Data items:
---------------

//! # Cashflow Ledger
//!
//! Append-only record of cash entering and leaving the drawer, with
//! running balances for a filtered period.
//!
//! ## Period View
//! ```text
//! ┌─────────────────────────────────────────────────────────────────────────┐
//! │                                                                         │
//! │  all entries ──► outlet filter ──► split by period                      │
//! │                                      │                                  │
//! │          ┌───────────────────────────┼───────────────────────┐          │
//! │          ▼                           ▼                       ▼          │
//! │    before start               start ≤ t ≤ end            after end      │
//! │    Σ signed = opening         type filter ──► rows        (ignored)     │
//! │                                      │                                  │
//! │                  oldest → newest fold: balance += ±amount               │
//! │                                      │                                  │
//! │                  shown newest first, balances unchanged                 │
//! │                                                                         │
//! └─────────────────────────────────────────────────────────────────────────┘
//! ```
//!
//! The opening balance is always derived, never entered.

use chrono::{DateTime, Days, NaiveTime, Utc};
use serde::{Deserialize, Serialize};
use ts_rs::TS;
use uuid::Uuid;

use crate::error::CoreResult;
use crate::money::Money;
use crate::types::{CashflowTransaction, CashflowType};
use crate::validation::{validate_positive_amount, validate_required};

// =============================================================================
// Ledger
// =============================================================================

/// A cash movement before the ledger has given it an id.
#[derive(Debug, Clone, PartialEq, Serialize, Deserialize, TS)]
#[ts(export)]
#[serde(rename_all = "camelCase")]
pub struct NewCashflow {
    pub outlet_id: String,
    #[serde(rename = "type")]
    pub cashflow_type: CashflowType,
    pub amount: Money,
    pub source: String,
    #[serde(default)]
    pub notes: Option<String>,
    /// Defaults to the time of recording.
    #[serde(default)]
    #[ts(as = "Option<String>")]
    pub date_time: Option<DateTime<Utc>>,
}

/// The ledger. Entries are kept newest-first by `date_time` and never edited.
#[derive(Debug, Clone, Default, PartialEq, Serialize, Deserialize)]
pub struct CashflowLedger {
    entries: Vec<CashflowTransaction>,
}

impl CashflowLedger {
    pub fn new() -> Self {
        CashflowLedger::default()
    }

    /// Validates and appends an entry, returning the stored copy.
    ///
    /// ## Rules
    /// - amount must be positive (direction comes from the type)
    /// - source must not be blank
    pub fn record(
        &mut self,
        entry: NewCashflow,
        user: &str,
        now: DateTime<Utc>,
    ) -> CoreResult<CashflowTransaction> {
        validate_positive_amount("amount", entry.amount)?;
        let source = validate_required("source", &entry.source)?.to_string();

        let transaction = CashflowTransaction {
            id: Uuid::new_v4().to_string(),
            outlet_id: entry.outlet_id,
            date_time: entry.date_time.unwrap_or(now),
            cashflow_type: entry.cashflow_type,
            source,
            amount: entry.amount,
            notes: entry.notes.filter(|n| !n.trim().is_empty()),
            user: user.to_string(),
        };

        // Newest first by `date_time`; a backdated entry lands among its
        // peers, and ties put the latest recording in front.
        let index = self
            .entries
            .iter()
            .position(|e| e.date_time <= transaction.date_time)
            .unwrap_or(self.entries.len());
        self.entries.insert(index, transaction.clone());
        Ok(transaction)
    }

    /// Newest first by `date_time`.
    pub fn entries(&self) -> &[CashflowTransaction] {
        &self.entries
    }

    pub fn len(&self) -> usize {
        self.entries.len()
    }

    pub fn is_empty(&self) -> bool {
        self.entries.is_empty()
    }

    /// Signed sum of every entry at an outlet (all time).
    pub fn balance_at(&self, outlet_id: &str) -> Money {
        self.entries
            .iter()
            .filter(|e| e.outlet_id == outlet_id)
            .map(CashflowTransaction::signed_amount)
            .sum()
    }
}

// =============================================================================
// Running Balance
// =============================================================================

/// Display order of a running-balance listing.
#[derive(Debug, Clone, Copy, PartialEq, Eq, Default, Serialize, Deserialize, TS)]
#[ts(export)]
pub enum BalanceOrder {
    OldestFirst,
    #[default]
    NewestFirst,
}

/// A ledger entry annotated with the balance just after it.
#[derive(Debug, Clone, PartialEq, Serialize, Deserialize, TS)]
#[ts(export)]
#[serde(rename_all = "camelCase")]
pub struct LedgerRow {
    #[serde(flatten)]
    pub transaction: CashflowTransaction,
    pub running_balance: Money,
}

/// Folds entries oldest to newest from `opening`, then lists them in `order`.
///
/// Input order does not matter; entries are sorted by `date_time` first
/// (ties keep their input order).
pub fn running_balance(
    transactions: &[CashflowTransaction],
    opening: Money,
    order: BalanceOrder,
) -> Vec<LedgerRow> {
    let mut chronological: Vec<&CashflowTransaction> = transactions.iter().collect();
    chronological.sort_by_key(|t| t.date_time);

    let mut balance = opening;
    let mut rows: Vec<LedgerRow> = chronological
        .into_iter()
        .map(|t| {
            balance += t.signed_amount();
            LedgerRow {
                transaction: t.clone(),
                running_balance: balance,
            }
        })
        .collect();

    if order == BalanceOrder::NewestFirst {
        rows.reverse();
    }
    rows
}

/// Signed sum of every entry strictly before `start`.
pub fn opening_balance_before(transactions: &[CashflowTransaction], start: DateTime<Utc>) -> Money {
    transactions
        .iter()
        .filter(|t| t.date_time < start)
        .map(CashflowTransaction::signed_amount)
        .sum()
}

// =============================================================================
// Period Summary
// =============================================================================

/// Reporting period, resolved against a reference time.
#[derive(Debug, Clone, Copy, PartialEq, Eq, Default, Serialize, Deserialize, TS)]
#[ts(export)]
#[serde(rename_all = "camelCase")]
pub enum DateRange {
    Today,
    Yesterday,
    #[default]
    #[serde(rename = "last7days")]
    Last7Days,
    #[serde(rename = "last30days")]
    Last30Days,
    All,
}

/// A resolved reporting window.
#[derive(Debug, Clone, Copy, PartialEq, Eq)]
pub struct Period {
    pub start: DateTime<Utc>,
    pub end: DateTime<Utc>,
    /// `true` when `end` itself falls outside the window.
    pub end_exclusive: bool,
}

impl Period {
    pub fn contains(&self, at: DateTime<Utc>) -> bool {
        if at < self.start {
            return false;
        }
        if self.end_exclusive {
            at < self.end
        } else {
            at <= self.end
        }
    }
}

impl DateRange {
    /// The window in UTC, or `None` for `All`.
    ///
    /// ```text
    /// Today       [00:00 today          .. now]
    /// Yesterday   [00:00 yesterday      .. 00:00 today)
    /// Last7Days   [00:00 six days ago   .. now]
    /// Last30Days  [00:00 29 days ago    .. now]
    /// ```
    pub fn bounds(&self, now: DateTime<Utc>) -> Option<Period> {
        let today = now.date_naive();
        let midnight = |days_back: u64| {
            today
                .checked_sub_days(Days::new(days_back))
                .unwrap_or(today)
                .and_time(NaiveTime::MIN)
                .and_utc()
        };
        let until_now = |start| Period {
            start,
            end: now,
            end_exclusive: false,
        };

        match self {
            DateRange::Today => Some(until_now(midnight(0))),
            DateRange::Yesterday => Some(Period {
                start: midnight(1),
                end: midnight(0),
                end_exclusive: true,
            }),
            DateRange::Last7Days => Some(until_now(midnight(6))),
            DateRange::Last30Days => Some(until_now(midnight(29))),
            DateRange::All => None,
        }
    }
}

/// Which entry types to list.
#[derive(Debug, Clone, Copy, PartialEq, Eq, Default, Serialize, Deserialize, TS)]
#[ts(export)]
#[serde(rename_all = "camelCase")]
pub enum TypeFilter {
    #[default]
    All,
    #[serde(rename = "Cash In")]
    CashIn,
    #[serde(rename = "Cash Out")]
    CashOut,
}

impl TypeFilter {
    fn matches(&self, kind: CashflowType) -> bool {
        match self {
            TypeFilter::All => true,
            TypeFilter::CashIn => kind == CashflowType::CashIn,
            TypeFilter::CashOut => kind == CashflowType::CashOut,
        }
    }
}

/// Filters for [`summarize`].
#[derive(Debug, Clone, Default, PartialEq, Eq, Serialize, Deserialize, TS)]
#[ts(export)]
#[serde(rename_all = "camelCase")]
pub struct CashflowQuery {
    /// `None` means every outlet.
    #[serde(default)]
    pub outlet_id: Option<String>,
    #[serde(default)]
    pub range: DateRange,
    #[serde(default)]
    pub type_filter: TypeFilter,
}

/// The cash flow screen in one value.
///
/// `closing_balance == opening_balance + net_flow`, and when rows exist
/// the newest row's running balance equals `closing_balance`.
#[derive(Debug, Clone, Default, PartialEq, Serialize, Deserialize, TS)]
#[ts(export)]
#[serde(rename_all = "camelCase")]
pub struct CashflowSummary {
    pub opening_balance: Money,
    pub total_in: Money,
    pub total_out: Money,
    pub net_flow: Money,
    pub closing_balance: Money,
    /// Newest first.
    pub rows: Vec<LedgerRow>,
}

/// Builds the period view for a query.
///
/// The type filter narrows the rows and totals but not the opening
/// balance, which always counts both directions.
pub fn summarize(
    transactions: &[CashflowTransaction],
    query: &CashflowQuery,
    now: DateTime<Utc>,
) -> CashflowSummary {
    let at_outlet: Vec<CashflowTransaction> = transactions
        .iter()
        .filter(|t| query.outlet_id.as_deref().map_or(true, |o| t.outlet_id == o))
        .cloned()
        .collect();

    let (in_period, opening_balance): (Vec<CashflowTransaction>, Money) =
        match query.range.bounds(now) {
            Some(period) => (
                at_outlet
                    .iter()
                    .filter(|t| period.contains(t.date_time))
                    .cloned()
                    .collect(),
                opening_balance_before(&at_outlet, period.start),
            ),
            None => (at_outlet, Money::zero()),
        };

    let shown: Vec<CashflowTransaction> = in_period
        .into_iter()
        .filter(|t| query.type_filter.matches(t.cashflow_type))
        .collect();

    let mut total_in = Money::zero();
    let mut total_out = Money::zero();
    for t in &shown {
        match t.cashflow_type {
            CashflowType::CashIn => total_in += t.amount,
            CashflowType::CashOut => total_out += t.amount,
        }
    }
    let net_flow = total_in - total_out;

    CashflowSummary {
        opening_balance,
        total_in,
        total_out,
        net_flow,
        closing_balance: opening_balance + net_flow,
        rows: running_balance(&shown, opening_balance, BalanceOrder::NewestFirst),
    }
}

---------------

What the exercise asks
Determine how many lines of the entries hold "types", and reply with that number only.

Result of this exercise
2